> [TASK]:
Number of lines with "RoundEntry" in the listing: report it, and nothing else.

> [AVAILABLE RECORDS]:
.....

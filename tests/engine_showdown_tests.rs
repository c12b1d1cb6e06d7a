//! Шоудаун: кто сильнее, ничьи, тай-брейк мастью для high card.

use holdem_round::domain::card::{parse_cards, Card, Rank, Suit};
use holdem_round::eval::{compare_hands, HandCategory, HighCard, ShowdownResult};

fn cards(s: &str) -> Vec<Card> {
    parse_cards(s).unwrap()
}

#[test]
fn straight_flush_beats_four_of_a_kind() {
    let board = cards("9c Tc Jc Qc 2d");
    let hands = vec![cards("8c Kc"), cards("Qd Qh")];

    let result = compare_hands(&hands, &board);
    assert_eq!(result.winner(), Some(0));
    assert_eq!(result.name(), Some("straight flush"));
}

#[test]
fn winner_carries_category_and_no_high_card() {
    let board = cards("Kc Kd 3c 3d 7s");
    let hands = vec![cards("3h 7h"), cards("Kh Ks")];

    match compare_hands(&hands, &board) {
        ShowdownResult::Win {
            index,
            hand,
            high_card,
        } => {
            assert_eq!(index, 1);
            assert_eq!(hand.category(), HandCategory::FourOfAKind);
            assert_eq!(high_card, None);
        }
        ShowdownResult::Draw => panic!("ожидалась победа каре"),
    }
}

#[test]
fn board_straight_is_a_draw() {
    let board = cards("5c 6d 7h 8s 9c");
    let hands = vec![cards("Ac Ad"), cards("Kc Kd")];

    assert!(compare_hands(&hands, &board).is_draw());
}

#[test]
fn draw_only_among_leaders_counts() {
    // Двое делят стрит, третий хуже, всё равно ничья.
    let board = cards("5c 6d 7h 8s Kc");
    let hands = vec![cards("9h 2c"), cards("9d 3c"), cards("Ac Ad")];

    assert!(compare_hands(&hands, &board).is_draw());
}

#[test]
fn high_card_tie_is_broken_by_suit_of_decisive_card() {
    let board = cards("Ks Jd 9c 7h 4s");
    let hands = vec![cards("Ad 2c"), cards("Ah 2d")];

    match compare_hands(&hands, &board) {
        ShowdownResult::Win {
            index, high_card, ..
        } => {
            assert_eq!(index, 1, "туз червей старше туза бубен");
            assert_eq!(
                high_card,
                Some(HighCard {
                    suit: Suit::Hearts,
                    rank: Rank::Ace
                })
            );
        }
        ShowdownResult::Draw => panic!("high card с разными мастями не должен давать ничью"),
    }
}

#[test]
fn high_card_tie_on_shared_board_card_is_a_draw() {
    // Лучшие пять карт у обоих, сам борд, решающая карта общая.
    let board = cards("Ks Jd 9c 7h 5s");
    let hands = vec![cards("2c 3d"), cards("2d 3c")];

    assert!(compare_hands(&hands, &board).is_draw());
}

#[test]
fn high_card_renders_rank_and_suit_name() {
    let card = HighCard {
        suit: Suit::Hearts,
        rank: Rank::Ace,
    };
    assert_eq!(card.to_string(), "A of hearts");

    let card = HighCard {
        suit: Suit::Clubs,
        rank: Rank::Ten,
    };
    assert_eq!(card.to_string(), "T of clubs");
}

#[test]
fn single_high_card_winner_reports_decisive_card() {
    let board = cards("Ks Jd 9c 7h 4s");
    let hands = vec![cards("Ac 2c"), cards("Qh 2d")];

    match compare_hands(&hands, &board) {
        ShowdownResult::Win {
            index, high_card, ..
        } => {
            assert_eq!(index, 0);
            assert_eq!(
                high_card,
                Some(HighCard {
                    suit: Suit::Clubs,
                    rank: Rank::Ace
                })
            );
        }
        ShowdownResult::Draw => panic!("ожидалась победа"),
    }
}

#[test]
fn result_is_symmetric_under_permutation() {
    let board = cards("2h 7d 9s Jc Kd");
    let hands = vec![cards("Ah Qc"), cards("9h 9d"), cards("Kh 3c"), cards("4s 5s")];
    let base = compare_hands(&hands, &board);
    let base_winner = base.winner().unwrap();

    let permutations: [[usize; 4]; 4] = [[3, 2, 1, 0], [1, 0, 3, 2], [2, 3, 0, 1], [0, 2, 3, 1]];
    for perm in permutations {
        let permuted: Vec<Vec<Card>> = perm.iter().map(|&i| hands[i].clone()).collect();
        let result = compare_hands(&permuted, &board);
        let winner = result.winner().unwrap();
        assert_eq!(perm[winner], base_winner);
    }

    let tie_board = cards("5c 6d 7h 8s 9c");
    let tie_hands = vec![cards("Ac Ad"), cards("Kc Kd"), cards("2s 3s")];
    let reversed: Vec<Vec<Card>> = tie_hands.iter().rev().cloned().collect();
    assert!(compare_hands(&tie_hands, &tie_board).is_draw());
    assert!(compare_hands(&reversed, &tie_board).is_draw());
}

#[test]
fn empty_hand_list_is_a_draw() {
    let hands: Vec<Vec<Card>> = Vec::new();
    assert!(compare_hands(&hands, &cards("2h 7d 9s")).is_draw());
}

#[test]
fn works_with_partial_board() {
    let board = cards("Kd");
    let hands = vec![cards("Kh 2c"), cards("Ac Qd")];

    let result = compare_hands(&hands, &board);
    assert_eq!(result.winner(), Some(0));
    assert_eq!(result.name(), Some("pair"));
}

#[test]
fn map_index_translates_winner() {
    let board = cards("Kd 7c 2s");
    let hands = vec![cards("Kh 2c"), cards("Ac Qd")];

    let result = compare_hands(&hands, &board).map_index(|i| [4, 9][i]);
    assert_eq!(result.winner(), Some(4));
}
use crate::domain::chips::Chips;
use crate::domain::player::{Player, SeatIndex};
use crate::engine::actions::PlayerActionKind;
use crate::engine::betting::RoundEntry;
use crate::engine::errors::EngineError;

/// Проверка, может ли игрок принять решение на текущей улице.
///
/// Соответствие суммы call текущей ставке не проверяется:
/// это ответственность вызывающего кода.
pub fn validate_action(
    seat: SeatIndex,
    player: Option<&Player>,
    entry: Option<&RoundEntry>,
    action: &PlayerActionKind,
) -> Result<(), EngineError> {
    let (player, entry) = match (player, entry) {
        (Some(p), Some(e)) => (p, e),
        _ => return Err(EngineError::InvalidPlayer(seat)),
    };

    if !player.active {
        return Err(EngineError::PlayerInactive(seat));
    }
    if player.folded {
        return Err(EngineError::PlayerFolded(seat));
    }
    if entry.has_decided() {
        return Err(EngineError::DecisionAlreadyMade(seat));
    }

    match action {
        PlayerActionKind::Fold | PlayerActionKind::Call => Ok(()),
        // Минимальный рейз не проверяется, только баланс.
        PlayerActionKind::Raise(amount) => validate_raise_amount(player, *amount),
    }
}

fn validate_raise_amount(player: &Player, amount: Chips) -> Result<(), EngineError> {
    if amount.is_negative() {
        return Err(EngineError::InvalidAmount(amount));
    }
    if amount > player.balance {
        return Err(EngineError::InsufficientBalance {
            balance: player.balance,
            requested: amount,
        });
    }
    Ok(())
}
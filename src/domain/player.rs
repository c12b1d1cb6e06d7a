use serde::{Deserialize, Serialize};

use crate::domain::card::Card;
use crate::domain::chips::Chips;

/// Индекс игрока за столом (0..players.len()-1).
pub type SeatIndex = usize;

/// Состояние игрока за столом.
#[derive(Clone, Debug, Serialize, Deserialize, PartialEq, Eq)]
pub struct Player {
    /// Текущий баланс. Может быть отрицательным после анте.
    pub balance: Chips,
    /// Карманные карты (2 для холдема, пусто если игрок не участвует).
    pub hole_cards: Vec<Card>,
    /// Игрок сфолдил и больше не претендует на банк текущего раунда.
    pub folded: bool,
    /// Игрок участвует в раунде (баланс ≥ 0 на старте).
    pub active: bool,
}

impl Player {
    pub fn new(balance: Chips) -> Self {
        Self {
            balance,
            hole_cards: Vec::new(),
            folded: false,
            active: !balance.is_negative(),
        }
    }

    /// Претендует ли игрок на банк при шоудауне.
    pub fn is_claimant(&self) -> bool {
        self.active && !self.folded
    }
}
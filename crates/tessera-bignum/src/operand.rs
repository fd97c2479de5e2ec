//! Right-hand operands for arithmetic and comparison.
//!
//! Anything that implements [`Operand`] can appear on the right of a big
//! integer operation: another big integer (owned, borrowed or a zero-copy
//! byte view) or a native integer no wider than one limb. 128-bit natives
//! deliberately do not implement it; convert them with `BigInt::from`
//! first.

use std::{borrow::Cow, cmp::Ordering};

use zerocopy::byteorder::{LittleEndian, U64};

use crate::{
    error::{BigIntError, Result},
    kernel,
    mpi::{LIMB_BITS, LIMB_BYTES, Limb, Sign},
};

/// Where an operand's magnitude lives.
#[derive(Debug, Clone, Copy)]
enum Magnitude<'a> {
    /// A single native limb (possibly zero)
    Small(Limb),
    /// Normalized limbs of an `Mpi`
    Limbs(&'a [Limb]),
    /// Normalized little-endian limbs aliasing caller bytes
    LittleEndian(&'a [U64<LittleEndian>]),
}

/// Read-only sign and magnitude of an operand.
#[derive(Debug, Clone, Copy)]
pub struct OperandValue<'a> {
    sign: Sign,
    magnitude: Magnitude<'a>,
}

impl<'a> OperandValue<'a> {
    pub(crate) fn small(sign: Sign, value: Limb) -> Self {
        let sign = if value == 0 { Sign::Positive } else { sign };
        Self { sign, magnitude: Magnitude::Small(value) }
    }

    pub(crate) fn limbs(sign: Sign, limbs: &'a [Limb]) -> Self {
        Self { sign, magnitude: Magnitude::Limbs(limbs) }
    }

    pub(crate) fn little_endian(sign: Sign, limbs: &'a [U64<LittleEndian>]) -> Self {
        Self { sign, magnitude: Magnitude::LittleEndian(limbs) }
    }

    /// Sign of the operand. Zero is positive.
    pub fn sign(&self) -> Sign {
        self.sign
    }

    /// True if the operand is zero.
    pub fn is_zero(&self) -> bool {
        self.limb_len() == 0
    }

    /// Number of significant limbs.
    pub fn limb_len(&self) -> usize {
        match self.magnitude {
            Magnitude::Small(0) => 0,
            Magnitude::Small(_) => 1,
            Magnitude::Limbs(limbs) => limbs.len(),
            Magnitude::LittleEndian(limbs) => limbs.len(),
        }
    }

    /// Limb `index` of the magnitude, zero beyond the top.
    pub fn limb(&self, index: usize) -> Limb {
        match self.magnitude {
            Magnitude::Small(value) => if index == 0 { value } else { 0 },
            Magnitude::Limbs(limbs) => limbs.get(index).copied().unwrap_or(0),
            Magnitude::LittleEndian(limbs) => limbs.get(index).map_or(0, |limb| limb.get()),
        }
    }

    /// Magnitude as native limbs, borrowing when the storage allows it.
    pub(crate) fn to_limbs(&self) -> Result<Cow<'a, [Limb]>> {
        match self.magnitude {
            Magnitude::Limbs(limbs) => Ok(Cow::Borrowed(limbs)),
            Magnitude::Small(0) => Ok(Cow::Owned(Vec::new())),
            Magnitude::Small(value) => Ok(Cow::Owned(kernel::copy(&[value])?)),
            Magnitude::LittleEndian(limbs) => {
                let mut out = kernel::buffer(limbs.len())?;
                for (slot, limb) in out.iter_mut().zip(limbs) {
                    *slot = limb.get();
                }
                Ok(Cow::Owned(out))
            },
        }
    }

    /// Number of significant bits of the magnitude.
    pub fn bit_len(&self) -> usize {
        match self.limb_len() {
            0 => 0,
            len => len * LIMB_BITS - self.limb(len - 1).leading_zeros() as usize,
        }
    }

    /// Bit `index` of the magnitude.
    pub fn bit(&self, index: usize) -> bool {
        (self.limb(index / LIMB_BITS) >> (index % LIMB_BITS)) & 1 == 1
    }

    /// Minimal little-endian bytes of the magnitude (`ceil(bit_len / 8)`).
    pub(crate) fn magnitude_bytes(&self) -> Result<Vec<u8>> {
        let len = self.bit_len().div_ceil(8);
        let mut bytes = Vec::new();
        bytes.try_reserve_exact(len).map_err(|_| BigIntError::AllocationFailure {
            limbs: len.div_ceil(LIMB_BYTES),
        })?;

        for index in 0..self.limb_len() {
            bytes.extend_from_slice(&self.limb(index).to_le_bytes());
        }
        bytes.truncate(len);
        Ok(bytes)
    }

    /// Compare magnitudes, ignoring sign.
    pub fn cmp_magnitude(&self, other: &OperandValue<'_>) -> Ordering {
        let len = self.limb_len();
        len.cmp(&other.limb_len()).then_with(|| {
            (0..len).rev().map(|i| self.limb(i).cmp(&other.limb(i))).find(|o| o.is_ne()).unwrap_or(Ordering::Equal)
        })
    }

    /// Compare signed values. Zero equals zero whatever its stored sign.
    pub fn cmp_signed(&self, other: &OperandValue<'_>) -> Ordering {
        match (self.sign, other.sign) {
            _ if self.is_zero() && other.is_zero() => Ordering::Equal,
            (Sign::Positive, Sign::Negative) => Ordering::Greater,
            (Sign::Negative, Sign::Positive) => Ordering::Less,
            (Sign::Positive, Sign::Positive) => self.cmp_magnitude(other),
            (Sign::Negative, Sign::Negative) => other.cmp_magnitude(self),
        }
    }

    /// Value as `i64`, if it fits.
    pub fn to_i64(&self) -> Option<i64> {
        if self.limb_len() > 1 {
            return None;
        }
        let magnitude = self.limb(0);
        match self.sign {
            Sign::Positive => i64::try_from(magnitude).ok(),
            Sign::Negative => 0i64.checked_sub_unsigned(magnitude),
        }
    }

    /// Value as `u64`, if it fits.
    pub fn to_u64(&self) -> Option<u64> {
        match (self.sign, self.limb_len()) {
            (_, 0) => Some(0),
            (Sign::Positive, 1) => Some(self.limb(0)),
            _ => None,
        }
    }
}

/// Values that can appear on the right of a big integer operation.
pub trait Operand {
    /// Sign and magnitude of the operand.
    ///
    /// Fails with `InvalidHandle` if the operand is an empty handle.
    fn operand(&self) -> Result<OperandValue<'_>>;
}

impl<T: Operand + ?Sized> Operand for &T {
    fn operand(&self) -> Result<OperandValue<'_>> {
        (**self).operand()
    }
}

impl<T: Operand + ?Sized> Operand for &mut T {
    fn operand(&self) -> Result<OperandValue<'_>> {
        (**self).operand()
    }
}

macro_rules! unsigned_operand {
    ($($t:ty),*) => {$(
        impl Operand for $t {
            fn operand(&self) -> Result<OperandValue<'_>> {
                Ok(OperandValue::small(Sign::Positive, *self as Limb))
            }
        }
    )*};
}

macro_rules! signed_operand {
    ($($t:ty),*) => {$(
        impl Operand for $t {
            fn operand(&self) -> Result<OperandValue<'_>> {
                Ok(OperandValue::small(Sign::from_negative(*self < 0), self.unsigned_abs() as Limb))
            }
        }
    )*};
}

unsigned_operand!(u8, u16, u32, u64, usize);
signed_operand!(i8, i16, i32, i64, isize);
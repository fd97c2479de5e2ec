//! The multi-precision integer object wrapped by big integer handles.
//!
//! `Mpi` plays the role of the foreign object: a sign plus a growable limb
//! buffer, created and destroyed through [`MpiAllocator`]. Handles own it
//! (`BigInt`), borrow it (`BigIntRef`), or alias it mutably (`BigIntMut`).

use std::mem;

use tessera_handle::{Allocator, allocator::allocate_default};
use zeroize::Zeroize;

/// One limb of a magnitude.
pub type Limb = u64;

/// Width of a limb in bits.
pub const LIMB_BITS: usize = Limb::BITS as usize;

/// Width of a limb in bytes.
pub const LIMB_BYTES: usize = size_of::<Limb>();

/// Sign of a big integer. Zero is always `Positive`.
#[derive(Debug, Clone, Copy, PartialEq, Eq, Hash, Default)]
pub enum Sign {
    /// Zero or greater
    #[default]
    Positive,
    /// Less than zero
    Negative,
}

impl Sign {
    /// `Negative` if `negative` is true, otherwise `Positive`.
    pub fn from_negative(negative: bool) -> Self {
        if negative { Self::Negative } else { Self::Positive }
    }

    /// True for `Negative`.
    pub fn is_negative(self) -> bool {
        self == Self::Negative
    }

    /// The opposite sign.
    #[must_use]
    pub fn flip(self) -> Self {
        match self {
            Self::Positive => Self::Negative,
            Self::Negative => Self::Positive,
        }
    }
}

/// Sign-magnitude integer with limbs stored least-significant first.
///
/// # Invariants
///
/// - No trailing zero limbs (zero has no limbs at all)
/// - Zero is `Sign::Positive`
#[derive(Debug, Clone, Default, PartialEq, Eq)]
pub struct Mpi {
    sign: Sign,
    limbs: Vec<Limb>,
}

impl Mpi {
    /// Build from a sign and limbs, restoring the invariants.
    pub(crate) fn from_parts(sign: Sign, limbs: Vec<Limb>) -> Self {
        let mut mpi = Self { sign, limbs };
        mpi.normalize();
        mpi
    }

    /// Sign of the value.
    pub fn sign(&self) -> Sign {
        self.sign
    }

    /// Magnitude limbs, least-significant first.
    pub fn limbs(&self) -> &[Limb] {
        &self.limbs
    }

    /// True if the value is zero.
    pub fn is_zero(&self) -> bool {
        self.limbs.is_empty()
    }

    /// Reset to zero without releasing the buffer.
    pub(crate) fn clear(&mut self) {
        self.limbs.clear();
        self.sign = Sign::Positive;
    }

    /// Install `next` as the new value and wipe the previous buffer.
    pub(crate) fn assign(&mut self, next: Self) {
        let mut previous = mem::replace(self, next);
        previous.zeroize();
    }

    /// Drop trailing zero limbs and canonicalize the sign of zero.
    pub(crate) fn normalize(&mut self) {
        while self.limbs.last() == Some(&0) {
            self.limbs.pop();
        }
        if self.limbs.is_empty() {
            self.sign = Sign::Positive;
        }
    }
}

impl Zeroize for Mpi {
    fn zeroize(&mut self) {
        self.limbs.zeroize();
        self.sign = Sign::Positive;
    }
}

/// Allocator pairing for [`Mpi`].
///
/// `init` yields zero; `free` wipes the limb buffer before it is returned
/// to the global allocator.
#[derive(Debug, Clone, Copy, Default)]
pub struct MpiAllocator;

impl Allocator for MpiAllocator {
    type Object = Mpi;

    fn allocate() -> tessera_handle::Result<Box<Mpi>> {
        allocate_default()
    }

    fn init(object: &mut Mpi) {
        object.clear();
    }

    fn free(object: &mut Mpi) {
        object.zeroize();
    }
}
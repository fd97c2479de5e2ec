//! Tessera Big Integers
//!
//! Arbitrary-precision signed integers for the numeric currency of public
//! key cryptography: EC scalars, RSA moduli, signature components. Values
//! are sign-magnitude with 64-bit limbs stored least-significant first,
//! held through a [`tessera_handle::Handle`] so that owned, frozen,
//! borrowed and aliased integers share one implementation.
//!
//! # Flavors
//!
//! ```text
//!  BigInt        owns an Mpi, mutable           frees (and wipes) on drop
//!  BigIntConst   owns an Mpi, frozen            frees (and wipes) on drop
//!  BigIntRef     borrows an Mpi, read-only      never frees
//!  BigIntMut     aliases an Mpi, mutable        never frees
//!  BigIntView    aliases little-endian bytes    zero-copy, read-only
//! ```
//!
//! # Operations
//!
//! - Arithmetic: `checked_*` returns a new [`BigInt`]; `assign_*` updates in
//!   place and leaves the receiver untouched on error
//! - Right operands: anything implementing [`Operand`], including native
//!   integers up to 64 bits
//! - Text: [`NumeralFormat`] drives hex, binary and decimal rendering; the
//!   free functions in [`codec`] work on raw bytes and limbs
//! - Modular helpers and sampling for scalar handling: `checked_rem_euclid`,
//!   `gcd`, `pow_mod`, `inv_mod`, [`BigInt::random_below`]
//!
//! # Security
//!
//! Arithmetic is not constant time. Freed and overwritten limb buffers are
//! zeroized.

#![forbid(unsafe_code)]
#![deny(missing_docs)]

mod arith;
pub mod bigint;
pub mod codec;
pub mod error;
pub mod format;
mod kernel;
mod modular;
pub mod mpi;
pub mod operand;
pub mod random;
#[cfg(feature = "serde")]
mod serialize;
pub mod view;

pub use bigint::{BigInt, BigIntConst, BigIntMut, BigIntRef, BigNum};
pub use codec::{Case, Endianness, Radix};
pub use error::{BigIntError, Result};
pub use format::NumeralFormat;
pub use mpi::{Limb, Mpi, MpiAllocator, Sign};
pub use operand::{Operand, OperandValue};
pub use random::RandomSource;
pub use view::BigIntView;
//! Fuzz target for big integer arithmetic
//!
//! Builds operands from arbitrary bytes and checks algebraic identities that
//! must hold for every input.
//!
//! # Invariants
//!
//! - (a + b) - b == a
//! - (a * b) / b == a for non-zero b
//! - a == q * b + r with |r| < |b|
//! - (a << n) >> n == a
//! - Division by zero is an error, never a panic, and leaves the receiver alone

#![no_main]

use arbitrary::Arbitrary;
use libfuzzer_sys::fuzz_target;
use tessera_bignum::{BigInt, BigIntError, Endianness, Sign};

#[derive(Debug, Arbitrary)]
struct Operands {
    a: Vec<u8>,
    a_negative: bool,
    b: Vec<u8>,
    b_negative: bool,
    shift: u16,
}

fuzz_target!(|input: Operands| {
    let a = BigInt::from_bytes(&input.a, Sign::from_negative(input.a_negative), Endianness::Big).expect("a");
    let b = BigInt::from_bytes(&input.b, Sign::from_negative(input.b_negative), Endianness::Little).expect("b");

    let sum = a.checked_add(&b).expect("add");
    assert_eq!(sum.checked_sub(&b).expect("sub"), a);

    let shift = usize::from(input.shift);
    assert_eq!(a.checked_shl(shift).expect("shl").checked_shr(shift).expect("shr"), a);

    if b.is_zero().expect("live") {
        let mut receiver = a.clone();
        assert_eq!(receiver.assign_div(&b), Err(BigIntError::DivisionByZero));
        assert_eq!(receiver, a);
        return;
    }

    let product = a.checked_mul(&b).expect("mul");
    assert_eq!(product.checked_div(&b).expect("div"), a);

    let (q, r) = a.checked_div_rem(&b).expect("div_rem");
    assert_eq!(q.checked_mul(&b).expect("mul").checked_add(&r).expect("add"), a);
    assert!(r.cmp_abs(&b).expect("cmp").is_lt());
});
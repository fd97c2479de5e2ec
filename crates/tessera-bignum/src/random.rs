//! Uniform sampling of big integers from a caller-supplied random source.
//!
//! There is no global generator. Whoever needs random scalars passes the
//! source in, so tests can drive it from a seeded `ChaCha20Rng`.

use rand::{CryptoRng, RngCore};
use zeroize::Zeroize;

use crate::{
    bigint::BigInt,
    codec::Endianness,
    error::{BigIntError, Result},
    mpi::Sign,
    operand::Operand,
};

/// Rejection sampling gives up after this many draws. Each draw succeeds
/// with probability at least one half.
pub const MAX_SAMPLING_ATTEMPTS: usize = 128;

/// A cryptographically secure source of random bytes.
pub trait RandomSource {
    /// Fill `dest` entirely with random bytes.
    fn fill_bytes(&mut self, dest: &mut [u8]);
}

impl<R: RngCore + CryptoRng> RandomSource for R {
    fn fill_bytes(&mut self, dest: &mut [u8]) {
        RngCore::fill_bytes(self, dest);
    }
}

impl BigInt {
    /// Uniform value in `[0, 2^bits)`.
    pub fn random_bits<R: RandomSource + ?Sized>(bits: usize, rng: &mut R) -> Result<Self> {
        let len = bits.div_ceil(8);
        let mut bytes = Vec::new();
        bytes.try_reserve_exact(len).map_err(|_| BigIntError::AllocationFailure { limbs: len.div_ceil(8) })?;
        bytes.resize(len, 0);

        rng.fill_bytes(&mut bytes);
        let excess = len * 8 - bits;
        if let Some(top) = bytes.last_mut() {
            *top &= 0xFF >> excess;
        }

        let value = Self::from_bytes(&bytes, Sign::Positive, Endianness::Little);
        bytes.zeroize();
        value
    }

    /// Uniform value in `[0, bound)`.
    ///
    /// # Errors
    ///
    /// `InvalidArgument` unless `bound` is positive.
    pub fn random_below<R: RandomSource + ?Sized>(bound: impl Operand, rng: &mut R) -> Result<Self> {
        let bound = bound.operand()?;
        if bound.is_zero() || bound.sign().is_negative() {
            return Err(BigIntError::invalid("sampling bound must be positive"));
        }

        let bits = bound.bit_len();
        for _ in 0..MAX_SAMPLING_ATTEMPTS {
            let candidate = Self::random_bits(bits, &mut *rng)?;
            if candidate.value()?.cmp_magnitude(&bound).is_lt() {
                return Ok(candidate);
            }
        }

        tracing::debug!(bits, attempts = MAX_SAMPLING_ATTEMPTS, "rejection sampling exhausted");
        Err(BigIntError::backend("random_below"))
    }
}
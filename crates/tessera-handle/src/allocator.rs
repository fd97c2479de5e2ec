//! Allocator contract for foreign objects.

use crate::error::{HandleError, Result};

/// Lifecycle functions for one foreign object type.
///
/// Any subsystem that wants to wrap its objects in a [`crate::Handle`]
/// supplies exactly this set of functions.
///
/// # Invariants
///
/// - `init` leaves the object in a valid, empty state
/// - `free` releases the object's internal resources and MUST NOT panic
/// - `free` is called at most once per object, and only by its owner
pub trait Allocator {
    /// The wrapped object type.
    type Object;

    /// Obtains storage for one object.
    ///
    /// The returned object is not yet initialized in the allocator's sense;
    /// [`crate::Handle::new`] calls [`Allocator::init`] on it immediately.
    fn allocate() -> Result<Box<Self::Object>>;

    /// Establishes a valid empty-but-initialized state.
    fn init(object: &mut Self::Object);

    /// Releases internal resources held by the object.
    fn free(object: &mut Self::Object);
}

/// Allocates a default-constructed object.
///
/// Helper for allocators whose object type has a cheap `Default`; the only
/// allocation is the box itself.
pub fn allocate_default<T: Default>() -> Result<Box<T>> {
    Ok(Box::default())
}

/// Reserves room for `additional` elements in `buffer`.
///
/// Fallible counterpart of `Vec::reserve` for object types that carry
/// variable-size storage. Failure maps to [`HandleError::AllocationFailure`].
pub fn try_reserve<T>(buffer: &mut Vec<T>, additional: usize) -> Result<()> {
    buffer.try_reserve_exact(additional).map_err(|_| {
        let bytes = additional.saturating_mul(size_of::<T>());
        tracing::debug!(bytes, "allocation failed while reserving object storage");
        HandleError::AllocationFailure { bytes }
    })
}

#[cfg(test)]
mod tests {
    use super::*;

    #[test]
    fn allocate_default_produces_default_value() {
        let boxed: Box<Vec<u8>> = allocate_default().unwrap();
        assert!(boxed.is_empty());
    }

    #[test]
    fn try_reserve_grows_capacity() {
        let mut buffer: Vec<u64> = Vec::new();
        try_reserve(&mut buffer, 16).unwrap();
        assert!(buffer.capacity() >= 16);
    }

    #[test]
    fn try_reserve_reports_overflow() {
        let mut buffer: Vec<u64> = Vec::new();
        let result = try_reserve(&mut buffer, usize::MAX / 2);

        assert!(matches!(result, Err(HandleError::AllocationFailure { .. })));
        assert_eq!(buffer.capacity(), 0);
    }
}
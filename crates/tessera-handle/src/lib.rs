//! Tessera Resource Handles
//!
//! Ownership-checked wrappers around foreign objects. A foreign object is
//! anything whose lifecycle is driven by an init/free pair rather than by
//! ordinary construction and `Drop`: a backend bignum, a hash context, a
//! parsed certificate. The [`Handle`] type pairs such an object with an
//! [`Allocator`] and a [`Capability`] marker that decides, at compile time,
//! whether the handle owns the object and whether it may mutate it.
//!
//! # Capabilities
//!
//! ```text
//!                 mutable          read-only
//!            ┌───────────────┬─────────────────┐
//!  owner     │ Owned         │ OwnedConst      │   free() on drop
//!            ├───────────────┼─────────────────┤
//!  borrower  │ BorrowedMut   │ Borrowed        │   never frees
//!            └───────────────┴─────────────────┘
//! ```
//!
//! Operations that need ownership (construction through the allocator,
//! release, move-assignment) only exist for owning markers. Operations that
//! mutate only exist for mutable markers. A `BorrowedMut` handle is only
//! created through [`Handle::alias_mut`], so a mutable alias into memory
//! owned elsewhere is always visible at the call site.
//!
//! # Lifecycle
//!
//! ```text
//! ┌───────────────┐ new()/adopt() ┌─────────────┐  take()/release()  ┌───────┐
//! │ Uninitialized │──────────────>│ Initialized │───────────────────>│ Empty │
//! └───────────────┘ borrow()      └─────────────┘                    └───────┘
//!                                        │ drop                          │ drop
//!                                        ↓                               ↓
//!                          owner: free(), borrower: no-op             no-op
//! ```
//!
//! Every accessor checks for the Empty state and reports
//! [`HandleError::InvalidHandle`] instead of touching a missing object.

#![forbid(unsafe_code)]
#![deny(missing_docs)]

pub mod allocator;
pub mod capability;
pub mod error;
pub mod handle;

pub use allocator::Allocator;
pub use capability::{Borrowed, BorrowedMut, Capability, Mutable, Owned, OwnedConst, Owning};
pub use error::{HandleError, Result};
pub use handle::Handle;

.....

> [RESPONSE]:
2